5 Sources of Plant-Based Protein You Can Find Easily

Recently my boyfriend has been hitting the gym hard and is looking to eat a diet higher in protein to build muscle and shed his post-college beer belly. Of course, many associate protein with meat or soy, but there are so many animal-friendly alternatives to check out.
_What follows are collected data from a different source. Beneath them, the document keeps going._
//! The sync engine: one instance owns the snapshot cache, the review
//! baseline, the update history and the tunables, with the clock and the
//! fetch API injected so independent instances are cheap to construct in
//! tests.
//!
//! All mutation funnels through the refresh pipeline in `refresh`; the
//! UI reads the cache, diff and history as immutable values and talks
//! back only through `refresh`, `cancel_handle` and the tunable setters.

pub mod pool;
mod progress;
mod refresh;

pub use progress::{CancelToken, ProgressSender, ProgressUpdate, SubProgress};

use std::collections::HashMap;

use chrono::{DateTime, Duration, Utc};
use tokio::sync::mpsc;
use tracing::{debug, info, warn};

use crate::api::ClubApi;
use crate::cache::store::SNAPSHOT_MAX_AGE_DAYS;
use crate::cache::{CacheManager, TeamCache};
use crate::config::Tunables;
use crate::diff::DiffResult;
use crate::history::UpdateHistory;
use crate::models::{Category, ClubId, TrackedClub};

/// Buffer size for the progress update channel.
/// Updates are droppable; a small buffer only smooths bursts.
const PROGRESS_BUFFER_SIZE: usize = 64;

/// Injectable time source; tests freeze and advance it.
pub trait Clock {
    fn now(&self) -> DateTime<Utc>;
}

/// Wall clock used outside of tests.
pub struct SystemClock;

impl Clock for SystemClock {
    fn now(&self) -> DateTime<Utc> {
        Utc::now()
    }
}

/// Why the staleness scheduler is being consulted.
#[derive(Debug, Clone, Copy, PartialEq, Eq)]
pub enum Wake {
    AppStart,
    FocusRegained,
    BecameVisible,
}

/// What a refresh run should cover. `None` on either axis means "all".
#[derive(Debug, Clone, Default, PartialEq)]
pub struct RefreshScope {
    pub clubs: Option<Vec<ClubId>>,
    pub categories: Option<Vec<Category>>,
}

impl RefreshScope {
    pub fn full() -> Self {
        Self::default()
    }

    pub fn clubs(ids: Vec<ClubId>) -> Self {
        Self {
            clubs: Some(ids),
            categories: None,
        }
    }

    pub fn categories(categories: Vec<Category>) -> Self {
        Self {
            clubs: None,
            categories: Some(categories),
        }
    }

    /// A single panel for one set of clubs.
    pub fn panel(ids: Vec<ClubId>, categories: Vec<Category>) -> Self {
        Self {
            clubs: Some(ids),
            categories: Some(categories),
        }
    }

    pub fn is_full(&self) -> bool {
        self.clubs.is_none() && self.categories.is_none()
    }

    pub(crate) fn selected_categories(&self) -> Vec<Category> {
        match &self.categories {
            Some(categories) => Category::ALL
                .iter()
                .copied()
                .filter(|c| categories.contains(c))
                .collect(),
            None => Category::ALL.to_vec(),
        }
    }
}

/// How a refresh run ended.
#[derive(Debug, Clone, Copy, PartialEq, Eq)]
pub enum RefreshOutcome {
    /// The run committed. `changed` says whether the comparison against
    /// the review baseline found anything.
    Completed { changed: bool },
    /// User cancellation: working copy discarded, nothing committed.
    /// Informational, not an error.
    Stopped,
    /// The session token was rejected mid-run; nothing committed. The
    /// caller should surface a re-login prompt.
    ReauthRequired,
    /// A refresh was already running; this trigger was a no-op.
    AlreadyRunning,
}

pub struct Engine<A> {
    pub(crate) api: A,
    pub(crate) manager: CacheManager,
    pub(crate) tunables: Tunables,
    pub(crate) clock: Box<dyn Clock + Send + Sync>,

    pub(crate) tracked: Vec<TrackedClub>,
    pub(crate) cache: TeamCache,
    pub(crate) baseline: TeamCache,
    pub(crate) history: UpdateHistory,
    pub(crate) last_diff: Option<DiffResult>,
    pub(crate) last_full_refresh: Option<DateTime<Utc>>,

    pub(crate) refreshing: bool,
    pub(crate) cancel: CancelToken,
    pub(crate) progress_tx: Option<mpsc::Sender<ProgressUpdate>>,

    /// One staleness request per "became stale" transition.
    stale_request_made: bool,
    /// Last backfill attempt per club, for the cooldown.
    backfill_attempts: HashMap<ClubId, DateTime<Utc>>,
}

impl<A: ClubApi> Engine<A> {
    pub fn new(api: A, manager: CacheManager, tunables: Tunables) -> Self {
        Self::with_clock(api, manager, tunables, Box::new(SystemClock))
    }

    /// Construct with an injected clock, loading and pruning persisted
    /// state. Every persisted structure tolerates being missing or
    /// malformed independently.
    pub fn with_clock(
        api: A,
        manager: CacheManager,
        tunables: Tunables,
        clock: Box<dyn Clock + Send + Sync>,
    ) -> Self {
        let now = clock.now();
        let max_age = Duration::days(SNAPSHOT_MAX_AGE_DAYS);

        let mut cache = manager.load_cache();
        cache.prune(max_age, now);

        let mut baseline = manager.load_baseline();
        baseline.prune(max_age, now);

        let mut history = manager.load_history();
        history.set_retention(tunables.history_retention);

        let last_full_refresh = manager.load_refresh_marker();
        debug!(
            clubs = cache.clubs.len(),
            history = history.len(),
            ?last_full_refresh,
            "Engine state loaded"
        );

        Self {
            api,
            manager,
            tunables,
            clock,
            tracked: Vec::new(),
            cache,
            baseline,
            history,
            last_diff: None,
            last_full_refresh,
            refreshing: false,
            cancel: CancelToken::new(),
            progress_tx: None,
            stale_request_made: false,
            backfill_attempts: HashMap::new(),
        }
    }

    // =========================================================================
    // Read-only views
    // =========================================================================

    pub fn cache(&self) -> &TeamCache {
        &self.cache
    }

    pub fn baseline(&self) -> &TeamCache {
        &self.baseline
    }

    pub fn history(&self) -> &UpdateHistory {
        &self.history
    }

    pub fn last_diff(&self) -> Option<&DiffResult> {
        self.last_diff.as_ref()
    }

    pub fn tunables(&self) -> &Tunables {
        &self.tunables
    }

    pub fn is_refreshing(&self) -> bool {
        self.refreshing
    }

    // =========================================================================
    // Control surface
    // =========================================================================

    /// Replace the tracked club set. A membership change re-arms the
    /// staleness scheduler.
    pub fn set_tracked_clubs(&mut self, clubs: Vec<TrackedClub>) {
        if clubs != self.tracked {
            self.stale_request_made = false;
        }
        self.tracked = clubs;
    }

    pub fn tracked_clubs(&self) -> &[TrackedClub] {
        &self.tracked
    }

    /// Handle for requesting cancellation of the active refresh from
    /// outside the engine.
    pub fn cancel_handle(&self) -> CancelToken {
        self.cancel.clone()
    }

    /// Open the progress stream. Replaces any previous subscription.
    pub fn subscribe_progress(&mut self) -> mpsc::Receiver<ProgressUpdate> {
        let (tx, rx) = mpsc::channel(PROGRESS_BUFFER_SIZE);
        self.progress_tx = Some(tx);
        rx
    }

    /// Freeze the review baseline at the current cache: the user has
    /// seen the comparison that was on screen.
    pub fn mark_reviewed(&mut self) {
        self.baseline = self.cache.clone();
        if let Err(e) = self.manager.save_baseline(&self.baseline) {
            warn!(error = %e, "Failed to persist baseline");
        }
    }

    pub fn set_history_retention(&mut self, retention: usize) {
        self.tunables.history_retention = retention.max(1);
        self.history.set_retention(retention);
        if let Err(e) = self.manager.save_history(&self.history) {
            warn!(error = %e, "Failed to persist history");
        }
    }

    pub fn set_staleness_threshold_days(&mut self, days: i64) {
        self.tunables.staleness_threshold_days = days.max(1);
    }

    // =========================================================================
    // Staleness scheduler
    // =========================================================================

    /// A fresh full-refresh timestamp re-arms the scheduler.
    pub(crate) fn note_fresh_timestamp(&mut self) {
        self.stale_request_made = false;
    }

    /// Whether a full refresh should start now. Consulted on app start
    /// and whenever the app regains focus or becomes visible; asks at
    /// most once per "became stale" transition.
    pub fn should_refresh_on(&mut self, wake: Wake) -> bool {
        if self.refreshing || self.stale_request_made {
            return false;
        }

        let now = self.clock.now();
        let last = match self.last_full_refresh {
            Some(t) => Some(t),
            None => {
                // No explicit marker: seed from the newest snapshot so a
                // cache restored from disk does not look ancient.
                let seeded = self.cache.latest_timestamp();
                if let Some(t) = seeded {
                    self.last_full_refresh = Some(t);
                    if let Err(e) = self.manager.save_refresh_marker(t) {
                        warn!(error = %e, "Failed to persist refresh marker");
                    }
                }
                seeded
            }
        };

        let stale = match last {
            Some(t) => now - t >= Duration::days(self.tunables.staleness_threshold_days),
            None => true,
        };

        if stale {
            info!(?wake, "Data is stale, requesting refresh");
            self.stale_request_made = true;
        }
        stale
    }

    // =========================================================================
    // Backfill
    // =========================================================================

    /// Clubs missing at least one current snapshot and not inside the
    /// per-club cooldown window.
    pub fn backfill_candidates(&self) -> Vec<ClubId> {
        let now = self.clock.now();
        let cooldown = Duration::seconds(self.tunables.backfill_cooldown_secs);

        self.tracked
            .iter()
            .filter(|club| match self.cache.record(club.id) {
                Some(record) => !record.missing_categories().is_empty(),
                None => true,
            })
            .filter(|club| match self.backfill_attempts.get(&club.id) {
                Some(last) => now - *last >= cooldown,
                None => true,
            })
            .map(|club| club.id)
            .collect()
    }

    /// Run the pipeline over incomplete clubs, if any are due.
    pub async fn backfill_incomplete(&mut self) -> Option<RefreshOutcome> {
        let candidates = self.backfill_candidates();
        if candidates.is_empty() {
            return None;
        }

        info!(clubs = candidates.len(), "Backfilling incomplete clubs");
        let now = self.clock.now();
        for id in &candidates {
            self.backfill_attempts.insert(*id, now);
        }

        Some(self.refresh(RefreshScope::clubs(candidates)).await)
    }
}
Here you can see five sources of protein that you can easily incorporate into your everyday life: 

1. Avocados

A complete protein, this sweet little fruit is packed with nutrition and protein. Depending on the size, the average avocado contains 3-4 grams of protein and is easily assimilated into the body. I can't speak enough about these creamy and delicious fruits! They're a staple in my daily diet and I never get bored of them. Spread them on toast and top with nutritional yeast, make a dip (guacamole anyone?), massage into kale, chop into salads and soups or just eat with a spoon.

2. Beans 

Chickpeas, black beans, kidney, adzuki etc. Most people are already familiar with beans, but maybe this will inspire you to try a different kind (there are over 1000 bean varieties) or experiment with a new recipe? They're a great staple to have on hand at all times. If you have trouble digesting them, try soaking overnight, draining the soaking water and cooking with a 2-inch piece of Kombu seaweed. You can have a complete meal with beans and rice, make humus, soups, dips, sauces and even brownies. Beans are such a great and underrated source of protein!

3. Spirulina

Considered a superfood, this potent little green being is packed with nutrients, including highly assimilable protein. Ounce-for-ounce, it contains more protein than meat and soy (60-70% according to NaturalNews.com) and contains all the essential amino acids. You can mix the powder into smoothies, blend it into dips, sprinkle over salads and add to cookies/snack bars.

4. Almonds 

Ah, the beautiful little almond! So sweet and delicious, I use almonds in a variety of dishes. Of course you can make almond milk, eat them straight, chop them up and throw them in salads, incorporate into dips and sauces, use is raw dessert crusts or make homemade energy bars with an almond base. They are so flavorful and extremely versatile. 1/4 cup contains 8 grams of protein!

5. Hemp Seeds

My favorite little seed! These are so buttery and delicious. I use them in pesto, sprinkle them on salads, blend into dips, and make my own hemp milk as a wonderful dairy-free alternative. They contain 6 grams of protein per ounce and all of the essential amino acids. Yes, please!